The takeaway? It may look pretty on Instagram, but the aftermath of surgery sure isn’t.
The good, the bad, and the truly ugly
Zilla’s comprehensive coverage shows the surprisingly rough procedure itself, in which needles are inserted to remove the fat, then redeployed in the required areas.
The unusually graphic and honest coverage was deliberate, Zilla tells Yahoo Lifestyle, as she is all about demystifying surgery and showing all of its unflattering angles.
Zilla’s videos show the 29-year-old breaking down four days post-surgery as she is unable to sleep thanks to the double pain of a pair of glutes absorbing new fat cells, and an abdomen sucked dry of a huge chunk of them.
“It’s definitely not comfortable,” the YouTuber told Yahoo Lifestyle. “You have to sleep on your tummy while you recover”.

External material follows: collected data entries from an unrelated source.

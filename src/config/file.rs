//! # Configuration loading and validation.
//!
//! Reads a YAML document shaped as a top-level `programs:` mapping of
//! program name to program table, validates every entry, and produces the
//! [`ProgramSpec`] set the supervisor runs from.
//!
//! ```yaml
//! programs:
//!   web:
//!     command: /usr/bin/python3 -m http.server 8080
//!     numprocs: 2
//!     autorestart: unexpected
//!     stdout: /var/log/web.out
//!   worker:
//!     command: ./worker --queue jobs
//!     stopsignal: INT
//!     stoptime: 5
//!     env:
//!       RUST_LOG: info
//! ```
//!
//! ## Rules
//! - Unknown fields are rejected (strict deserialization).
//! - `command` is a shell-words string split into argv at load time.
//! - `umask` accepts an octal string (`"022"`) or a bare integer whose
//!   digits are read as octal (`022` in YAML arrives as decimal `22`).
//! - `stopsignal` accepts `TERM` and `SIGTERM` forms.
//! - Sinks: `discard`, `inherit`, a bare path (file, append), or a mapping
//!   `{ file: PATH, mode: truncate|append }` /
//!   `{ combined: PATH, mode: ... }`.
//! - Loading never mutates supervisor state; reload callers swap the
//!   returned value in atomically or keep the old one on error.

use std::collections::{BTreeMap, BTreeSet};
use std::path::{Path, PathBuf};
use std::str::FromStr;
use std::time::Duration;

use nix::sys::signal::Signal;
use nix::unistd::{geteuid, User};
use serde::Deserialize;

use crate::error::ConfigError;
use crate::policies::RestartPolicy;

use super::program::{ProgramSpec, RunAs, Sink, SinkMode};

/// A fully loaded and validated configuration.
#[derive(Debug, Clone)]
pub struct Config {
    /// Path the configuration was loaded from; reused on reload.
    pub path: PathBuf,
    /// Validated programs, keyed by name.
    pub programs: BTreeMap<String, ProgramSpec>,
}

impl Config {
    /// Loads and validates the configuration file at `path`.
    pub fn load(path: &Path) -> Result<Self, ConfigError> {
        let text = std::fs::read_to_string(path).map_err(|source| ConfigError::Io {
            path: path.to_path_buf(),
            source,
        })?;
        let programs = parse(&text)?;
        Ok(Self {
            path: path.to_path_buf(),
            programs,
        })
    }
}

/// Parses and validates a configuration document.
pub(crate) fn parse(text: &str) -> Result<BTreeMap<String, ProgramSpec>, ConfigError> {
    let raw: RawFile = serde_yaml::from_str(text)?;
    if raw.programs.is_empty() {
        return Err(ConfigError::Empty);
    }

    let mut programs = BTreeMap::new();
    for (name, table) in raw.programs {
        let spec = validate(&name, table)?;
        programs.insert(name, spec);
    }
    Ok(programs)
}

// ---- raw (serde) layer ----

#[derive(Debug, Deserialize)]
#[serde(deny_unknown_fields)]
struct RawFile {
    #[serde(default)]
    programs: BTreeMap<String, RawProgram>,
}

#[derive(Debug, Deserialize)]
#[serde(deny_unknown_fields)]
struct RawProgram {
    #[serde(alias = "cmd")]
    command: String,
    #[serde(default = "default_numprocs")]
    numprocs: usize,
    #[serde(default = "default_autostart")]
    autostart: bool,
    #[serde(default = "default_autorestart")]
    autorestart: String,
    #[serde(default = "default_exitcodes")]
    exitcodes: Vec<i32>,
    #[serde(default = "default_starttime")]
    starttime: u64,
    #[serde(default = "default_startretries")]
    startretries: u32,
    #[serde(default = "default_stoptime")]
    stoptime: u64,
    #[serde(default = "default_stopsignal")]
    stopsignal: String,
    #[serde(default)]
    workingdir: Option<PathBuf>,
    #[serde(default)]
    umask: Option<RawUmask>,
    #[serde(default)]
    env: BTreeMap<String, String>,
    #[serde(default)]
    user: Option<String>,
    #[serde(default)]
    stdout: Option<RawSink>,
    #[serde(default)]
    stderr: Option<RawSink>,
}

#[derive(Debug, Deserialize)]
#[serde(untagged)]
enum RawUmask {
    Int(u64),
    Str(String),
}

#[derive(Debug, Deserialize)]
#[serde(untagged)]
enum RawSink {
    File {
        file: PathBuf,
        #[serde(default)]
        mode: RawMode,
    },
    Combined {
        combined: PathBuf,
        #[serde(default)]
        mode: RawMode,
    },
    Word(String),
}

#[derive(Debug, Default, Clone, Copy, Deserialize)]
#[serde(rename_all = "lowercase")]
enum RawMode {
    Truncate,
    #[default]
    Append,
}

fn default_numprocs() -> usize {
    1
}
fn default_autostart() -> bool {
    true
}
fn default_autorestart() -> String {
    "unexpected".into()
}
fn default_exitcodes() -> Vec<i32> {
    vec![0]
}
fn default_starttime() -> u64 {
    1
}
fn default_startretries() -> u32 {
    3
}
fn default_stoptime() -> u64 {
    10
}
fn default_stopsignal() -> String {
    "TERM".into()
}

// ---- validation layer ----

fn invalid(program: &str, reason: impl Into<String>) -> ConfigError {
    ConfigError::Invalid {
        program: program.to_string(),
        reason: reason.into(),
    }
}

fn validate(name: &str, raw: RawProgram) -> Result<ProgramSpec, ConfigError> {
    let command = shell_words::split(&raw.command)
        .map_err(|e| invalid(name, format!("bad command quoting: {e}")))?;
    if command.is_empty() {
        return Err(invalid(name, "command is empty"));
    }

    if raw.numprocs == 0 {
        return Err(invalid(name, "numprocs must be at least 1"));
    }
    if raw.exitcodes.is_empty() {
        return Err(invalid(name, "exitcodes must not be empty"));
    }

    let autorestart = parse_autorestart(name, &raw.autorestart)?;
    let stopsignal = parse_signal(name, &raw.stopsignal)?;
    let umask = raw.umask.map(|u| parse_umask(name, u)).transpose()?;
    let user = raw.user.map(|u| resolve_user(name, &u)).transpose()?;
    let (stdout, stderr) = resolve_sinks(name, raw.stdout, raw.stderr)?;

    Ok(ProgramSpec {
        name: name.to_string(),
        command,
        numprocs: raw.numprocs,
        autostart: raw.autostart,
        autorestart,
        exitcodes: BTreeSet::from_iter(raw.exitcodes),
        starttime: Duration::from_secs(raw.starttime),
        startretries: raw.startretries,
        stoptime: Duration::from_secs(raw.stoptime),
        stopsignal,
        workingdir: raw.workingdir,
        umask,
        env: raw.env,
        user,
        stdout,
        stderr,
    })
}

fn parse_autorestart(name: &str, value: &str) -> Result<RestartPolicy, ConfigError> {
    match value {
        "never" => Ok(RestartPolicy::Never),
        "always" => Ok(RestartPolicy::Always),
        "unexpected" => Ok(RestartPolicy::Unexpected),
        other => Err(invalid(
            name,
            format!("autorestart must be never|always|unexpected, got '{other}'"),
        )),
    }
}

/// Accepts `TERM` and `SIGTERM` spellings, case-insensitive.
fn parse_signal(name: &str, value: &str) -> Result<Signal, ConfigError> {
    let upper = value.to_ascii_uppercase();
    let full = if upper.starts_with("SIG") {
        upper
    } else {
        format!("SIG{upper}")
    };
    Signal::from_str(&full).map_err(|_| invalid(name, format!("unknown signal '{value}'")))
}

/// Reads the digits of an umask as octal, whether YAML delivered an
/// integer (`022` arrives as decimal 22) or a string (`"022"`, `"0o22"`).
fn parse_umask(name: &str, raw: RawUmask) -> Result<u32, ConfigError> {
    let digits = match raw {
        RawUmask::Int(n) => n.to_string(),
        RawUmask::Str(s) => s.trim().trim_start_matches("0o").to_string(),
    };
    let bits = u32::from_str_radix(&digits, 8)
        .map_err(|_| invalid(name, format!("umask must be octal, got '{digits}'")))?;
    if bits > 0o777 {
        return Err(invalid(name, "umask must be between 000 and 777"));
    }
    Ok(bits)
}

fn resolve_user(name: &str, account: &str) -> Result<RunAs, ConfigError> {
    let user = User::from_name(account)
        .map_err(|e| invalid(name, format!("cannot look up user '{account}': {e}")))?
        .ok_or_else(|| invalid(name, format!("unknown user '{account}'")))?;
    if user.uid != geteuid() && !geteuid().is_root() {
        return Err(invalid(
            name,
            format!("running as user '{account}' requires a root supervisor"),
        ));
    }
    Ok(RunAs {
        name: account.to_string(),
        uid: user.uid.as_raw(),
        gid: user.gid.as_raw(),
    })
}

fn sink_from_raw(raw: RawSink) -> Sink {
    match raw {
        RawSink::Word(word) => match word.as_str() {
            "discard" => Sink::Discard,
            "inherit" => Sink::Inherit,
            path => Sink::File {
                path: PathBuf::from(path),
                mode: SinkMode::Append,
            },
        },
        RawSink::File { file, mode } => Sink::File {
            path: file,
            mode: mode.into(),
        },
        RawSink::Combined { combined, mode } => Sink::Combined {
            path: combined,
            mode: mode.into(),
        },
    }
}

impl From<RawMode> for SinkMode {
    fn from(raw: RawMode) -> Self {
        match raw {
            RawMode::Truncate => SinkMode::Truncate,
            RawMode::Append => SinkMode::Append,
        }
    }
}

/// Resolves the stdout/stderr pair, normalizing `combined` onto both
/// streams. Absent fields default to `discard`.
fn resolve_sinks(
    name: &str,
    stdout: Option<RawSink>,
    stderr: Option<RawSink>,
) -> Result<(Sink, Sink), ConfigError> {
    let stdout = stdout.map(sink_from_raw);
    let stderr = stderr.map(sink_from_raw);

    let combined = |s: &Option<Sink>| match s {
        Some(Sink::Combined { path, mode }) => Some((path.clone(), *mode)),
        _ => None,
    };

    match (combined(&stdout), combined(&stderr)) {
        (Some(a), Some(b)) if a != b => Err(invalid(
            name,
            "combined stdout and stderr must name the same path and mode",
        )),
        (Some((path, mode)), _) | (_, Some((path, mode))) => {
            let other = if combined(&stdout).is_some() {
                &stderr
            } else {
                &stdout
            };
            if matches!(other, Some(s) if !matches!(s, Sink::Combined { .. })) {
                return Err(invalid(
                    name,
                    "when one stream is combined the other must be combined too (or omitted)",
                ));
            }
            Ok((
                Sink::Combined {
                    path: path.clone(),
                    mode,
                },
                Sink::Combined { path, mode },
            ))
        }
        (None, None) => Ok((
            stdout.unwrap_or(Sink::Discard),
            stderr.unwrap_or(Sink::Discard),
        )),
    }
}

#[cfg(test)]
mod tests {
    use super::*;

    fn one(text: &str) -> ProgramSpec {
        let programs = parse(text).expect("config should parse");
        programs.into_values().next().expect("one program")
    }

    #[test]
    fn minimal_program_gets_documented_defaults() {
        let spec = one("programs:\n  web:\n    command: /bin/sleep 300\n");
        assert_eq!(spec.command, vec!["/bin/sleep", "300"]);
        assert_eq!(spec.numprocs, 1);
        assert!(spec.autostart);
        assert_eq!(spec.autorestart, RestartPolicy::Unexpected);
        assert_eq!(spec.exitcodes, BTreeSet::from([0]));
        assert_eq!(spec.starttime, Duration::from_secs(1));
        assert_eq!(spec.startretries, 3);
        assert_eq!(spec.stoptime, Duration::from_secs(10));
        assert_eq!(spec.stopsignal, Signal::SIGTERM);
        assert_eq!(spec.workingdir, None);
        assert_eq!(spec.umask, None);
        assert!(spec.env.is_empty());
        assert_eq!(spec.user, None);
        assert_eq!(spec.stdout, Sink::Discard);
        assert_eq!(spec.stderr, Sink::Discard);
    }

    #[test]
    fn unknown_fields_are_rejected() {
        let err = parse("programs:\n  web:\n    command: /bin/true\n    nice: 10\n").unwrap_err();
        assert!(matches!(err, ConfigError::Yaml(_)));
    }

    #[test]
    fn empty_program_set_is_rejected() {
        assert!(matches!(parse("programs: {}\n"), Err(ConfigError::Empty)));
    }

    #[test]
    fn command_quoting_is_respected() {
        let spec = one("programs:\n  sh:\n    command: /bin/sh -c 'sleep 1; exit 3'\n");
        assert_eq!(spec.command, vec!["/bin/sh", "-c", "sleep 1; exit 3"]);
    }

    #[test]
    fn empty_command_is_a_semantic_error() {
        let err = parse("programs:\n  web:\n    command: \"\"\n").unwrap_err();
        assert!(matches!(err, ConfigError::Invalid { .. }));
        assert_eq!(err.exit_code(), 2);
    }

    #[test]
    fn signal_names_accept_both_spellings() {
        let short = one("programs:\n  a:\n    command: /bin/true\n    stopsignal: INT\n");
        assert_eq!(short.stopsignal, Signal::SIGINT);
        let long = one("programs:\n  a:\n    command: /bin/true\n    stopsignal: SIGUSR1\n");
        assert_eq!(long.stopsignal, Signal::SIGUSR1);
        let err =
            parse("programs:\n  a:\n    command: /bin/true\n    stopsignal: NOPE\n").unwrap_err();
        assert!(matches!(err, ConfigError::Invalid { .. }));
    }

    #[test]
    fn umask_reads_digits_as_octal() {
        let from_int = one("programs:\n  a:\n    command: /bin/true\n    umask: 022\n");
        assert_eq!(from_int.umask, Some(0o22));
        let from_str = one("programs:\n  a:\n    command: /bin/true\n    umask: \"077\"\n");
        assert_eq!(from_str.umask, Some(0o77));
        let err = parse("programs:\n  a:\n    command: /bin/true\n    umask: \"weird\"\n");
        assert!(matches!(err, Err(ConfigError::Invalid { .. })));
    }

    #[test]
    fn sink_shorthand_and_mapping_forms() {
        let spec = one(concat!(
            "programs:\n",
            "  a:\n",
            "    command: /bin/true\n",
            "    stdout: /var/log/a.out\n",
            "    stderr: { file: /var/log/a.err, mode: truncate }\n",
        ));
        assert_eq!(
            spec.stdout,
            Sink::File {
                path: "/var/log/a.out".into(),
                mode: SinkMode::Append
            }
        );
        assert_eq!(
            spec.stderr,
            Sink::File {
                path: "/var/log/a.err".into(),
                mode: SinkMode::Truncate
            }
        );
    }

    #[test]
    fn combined_sink_applies_to_both_streams() {
        let spec = one(concat!(
            "programs:\n",
            "  a:\n",
            "    command: /bin/true\n",
            "    stdout: { combined: /var/log/a.log }\n",
        ));
        assert_eq!(spec.stdout, spec.stderr);
        assert!(matches!(spec.stdout, Sink::Combined { .. }));
    }

    #[test]
    fn conflicting_combined_sinks_are_rejected() {
        let err = parse(concat!(
            "programs:\n",
            "  a:\n",
            "    command: /bin/true\n",
            "    stdout: { combined: /tmp/one.log }\n",
            "    stderr: { combined: /tmp/two.log }\n",
        ))
        .unwrap_err();
        assert!(matches!(err, ConfigError::Invalid { .. }));

        let err = parse(concat!(
            "programs:\n",
            "  a:\n",
            "    command: /bin/true\n",
            "    stdout: { combined: /tmp/one.log }\n",
            "    stderr: inherit\n",
        ))
        .unwrap_err();
        assert!(matches!(err, ConfigError::Invalid { .. }));
    }

    #[test]
    fn numprocs_zero_is_rejected() {
        let err = parse("programs:\n  a:\n    command: /bin/true\n    numprocs: 0\n").unwrap_err();
        assert!(matches!(err, ConfigError::Invalid { .. }));
    }

    #[test]
    fn cmd_alias_is_accepted() {
        let spec = one("programs:\n  a:\n    cmd: /bin/true\n");
        assert_eq!(spec.command, vec!["/bin/true"]);
    }
}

Recovery can take between two and six weeks, for Zilla it was the latter.
“I didn’t sit for five weeks. You kneel or you lay,” she says.
Meanwhile, she had to wear a special garment designed to protect her waist after the liposuction, while the injections wept a mixture of fat, pus and blood.

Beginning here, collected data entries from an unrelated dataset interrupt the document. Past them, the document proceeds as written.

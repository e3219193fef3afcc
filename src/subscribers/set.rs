//! # SubscriberSet: non-blocking fan-out over multiple subscribers
//!
//! [`SubscriberSet`] distributes each [`Event`](crate::events::Event) to
//! multiple subscribers **without awaiting** their processing.
//!
//! ## What it guarantees
//! - `emit(&Event)` returns immediately.
//! - Per-subscriber FIFO (queue order).
//! - Panics inside subscribers are caught and reported as
//!   `SubscriberPanicked` events (isolation).
//! - Queue overflow drops the event for that subscriber and reports a
//!   `SubscriberOverflow` event. A dropped health event is only logged:
//!   health reporting never generates further health events.
//!
//! ## What it does **not** guarantee
//! - No global ordering across different subscribers.
//! - No retries on per-subscriber queue overflow (events are dropped for
//!   that subscriber).
//!
//! ## Diagram
//! ```text
//!    emit(&Event)
//!        │                        (Arc-clone per subscriber)
//!        ├────────────────► [queue S1] ─► worker S1 ─► on_event()
//!        ├────────────────► [queue S2] ─► worker S2 ─► on_event()
//!        └────────────────► [queue SN] ─► worker SN ─► on_event()
//! ```

use std::sync::Arc;

use futures::FutureExt;
use tokio::{sync::mpsc, task::JoinHandle};
use tracing::warn;

use crate::events::{Bus, Event, EventKind};

use super::Subscribe;

/// Per-subscriber channel with metadata
struct SubscriberChannel {
    name: &'static str,
    sender: mpsc::Sender<Arc<Event>>,
}

/// Composite fan-out with per-subscriber bounded queues and worker tasks.
pub struct SubscriberSet {
    channels: Vec<SubscriberChannel>,
    workers: Vec<JoinHandle<()>>,
    bus: Bus,
}

impl SubscriberSet {
    /// Creates a new set and spawns one worker per subscriber. Health
    /// reports (overflow, panics) are published back onto `bus`.
    #[must_use]
    pub fn new(subs: Vec<Arc<dyn Subscribe>>, bus: Bus) -> Self {
        let mut channels = Vec::with_capacity(subs.len());
        let mut workers = Vec::with_capacity(subs.len());

        for sub in subs {
            let cap = sub.queue_capacity().max(1);
            let name = sub.name();
            let (tx, mut rx) = mpsc::channel::<Arc<Event>>(cap);
            let s = Arc::clone(&sub);
            let worker_bus = bus.clone();

            let handle = tokio::spawn(async move {
                while let Some(ev) = rx.recv().await {
                    let fut = s.on_event(ev.as_ref());
                    if let Err(panic_err) = std::panic::AssertUnwindSafe(fut).catch_unwind().await {
                        worker_bus
                            .publish(Event::subscriber_panicked(s.name(), format!("{panic_err:?}")));
                    }
                }
            });

            channels.push(SubscriberChannel { name, sender: tx });
            workers.push(handle);
        }

        Self {
            channels,
            workers,
            bus,
        }
    }

    /// Fan-out one event to all subscribers (non-blocking).
    ///
    /// If a subscriber's queue is **full** or **closed**, the event is
    /// dropped for it and a `SubscriberOverflow` event is published.
    pub fn emit(&self, event: &Event) {
        let ev = Arc::new(event.clone());
        for channel in &self.channels {
            match channel.sender.try_send(Arc::clone(&ev)) {
                Ok(()) => {}
                Err(mpsc::error::TrySendError::Full(_)) => {
                    self.report_drop(event, channel.name, "queue_full");
                }
                Err(mpsc::error::TrySendError::Closed(_)) => {
                    self.report_drop(event, channel.name, "worker_closed");
                }
            }
        }
    }

    /// A dropped health event must not recurse into another health event.
    fn report_drop(&self, dropped: &Event, subscriber: &'static str, reason: &'static str) {
        if matches!(
            dropped.kind,
            EventKind::SubscriberOverflow | EventKind::SubscriberPanicked
        ) {
            warn!(subscriber, reason, "subscriber health event dropped");
            return;
        }
        self.bus
            .publish(Event::subscriber_overflow(subscriber, reason));
    }

    /// Graceful shutdown: close all queues and await worker completion, so
    /// in-flight events finish rendering.
    pub async fn shutdown(self) {
        drop(self.channels);
        for h in self.workers {
            let _ = h.await;
        }
    }
}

Videos shared to Zilla’s YouTube show it all - with stained sheets and clothing, plenty of tears and sleepless nights vying for the most difficult moments to watch.
The takeaway
The overall experience is far from pleasant from a viewer’s perspective, but the bubbly and now very curvy Aussie says it was all worth it for how it made her feel in the end.

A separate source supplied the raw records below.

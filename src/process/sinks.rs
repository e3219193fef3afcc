//! # Stream sink resolution.
//!
//! Turns the configured [`Sink`] pair of a program into the `Stdio` values
//! the launcher hands to the child. Sinks are opened in the parent before
//! the spawn; the builder consumes them, so the parent-side descriptors are
//! closed as soon as the spawn call returns.
//!
//! `combined` opens the file once and clones the descriptor, so both child
//! fds share one open file description and interleaved writes keep their
//! order.

use std::fs::{File, OpenOptions};
use std::path::Path;
use std::process::Stdio;

use crate::config::{ProgramSpec, Sink, SinkMode};
use crate::error::SpawnError;

/// Opens the stdout/stderr pair for one spawn.
pub(crate) fn open_pair(spec: &ProgramSpec) -> Result<(Stdio, Stdio), SpawnError> {
    // Validation normalizes `combined` onto both streams, so checking
    // stdout alone is sufficient.
    if let Sink::Combined { path, mode } = &spec.stdout {
        let file = open_file(path, *mode)?;
        let clone = file.try_clone().map_err(|source| SpawnError::SinkOpen {
            path: path.clone(),
            source,
        })?;
        return Ok((file.into(), clone.into()));
    }
    Ok((open_single(&spec.stdout)?, open_single(&spec.stderr)?))
}

fn open_single(sink: &Sink) -> Result<Stdio, SpawnError> {
    match sink {
        Sink::Discard => Ok(Stdio::null()),
        Sink::Inherit => Ok(Stdio::inherit()),
        Sink::File { path, mode } | Sink::Combined { path, mode } => {
            Ok(open_file(path, *mode)?.into())
        }
    }
}

fn open_file(path: &Path, mode: SinkMode) -> Result<File, SpawnError> {
    let mut opts = OpenOptions::new();
    opts.create(true).write(true);
    match mode {
        SinkMode::Append => opts.append(true),
        SinkMode::Truncate => opts.truncate(true),
    };
    opts.open(path).map_err(|source| SpawnError::SinkOpen {
        path: path.to_path_buf(),
        source,
    })
}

“When I got my BBL done I was like, ‘there’s no way in the world I would ever do this again’,” she admits.
“(I thought) this is madness, why did I do this. Regret.
“Then after you heal you don’t remember it. The brain just puts it to the back of your mind,” she adds.
She’s put her money where her mouth is too, undergoing a similar fat transfer breast augmentation in 2019, on year after the BBl in 2018.
She says the procedure has boosted her confidence ‘massively’, and wholeheartedly supports cosmetic surgery as long as people are informed.
“It’s the same as when girls get their noses done, they look in the mirror every day and they don’t like what they see,” she explains. “There is the ability to change that.”
“It’s not the solution obviously you can’t just magically fix everything. But, if it’s going to boost your self-confidence then I completely support it.”
Lifting the lid on a ‘secret’ surgery
Needless to say, most see the gruelling five-week recovery as a step beyond a rhinoplasty, and it begs the question of how much our physical form informs our happiness.
Zilla can’t be faulted however, on her forthrightness, something she says not every influencer can say for themselves.
“I know a lot of PT’s who have gone and had their AB’s sculpted at the same clinic that I’ve gone to and then they post about their ab programs, they don’t want to tell the fitness industry what they’ve had done,” she says.
Zilla says bodies like hers are sometimes down to genes, sometimes aided by a bit of photoshop magic, and the rest of the time down to some ‘hectic’ surgery.
As many may have suspected, she some influencers rock an itty-bitty waist thanks to an invasive procedure rather than thanks to hours in the gym.
What watching these videos will teach you, however, is that the surgery option is very probably the harder and more painful choice.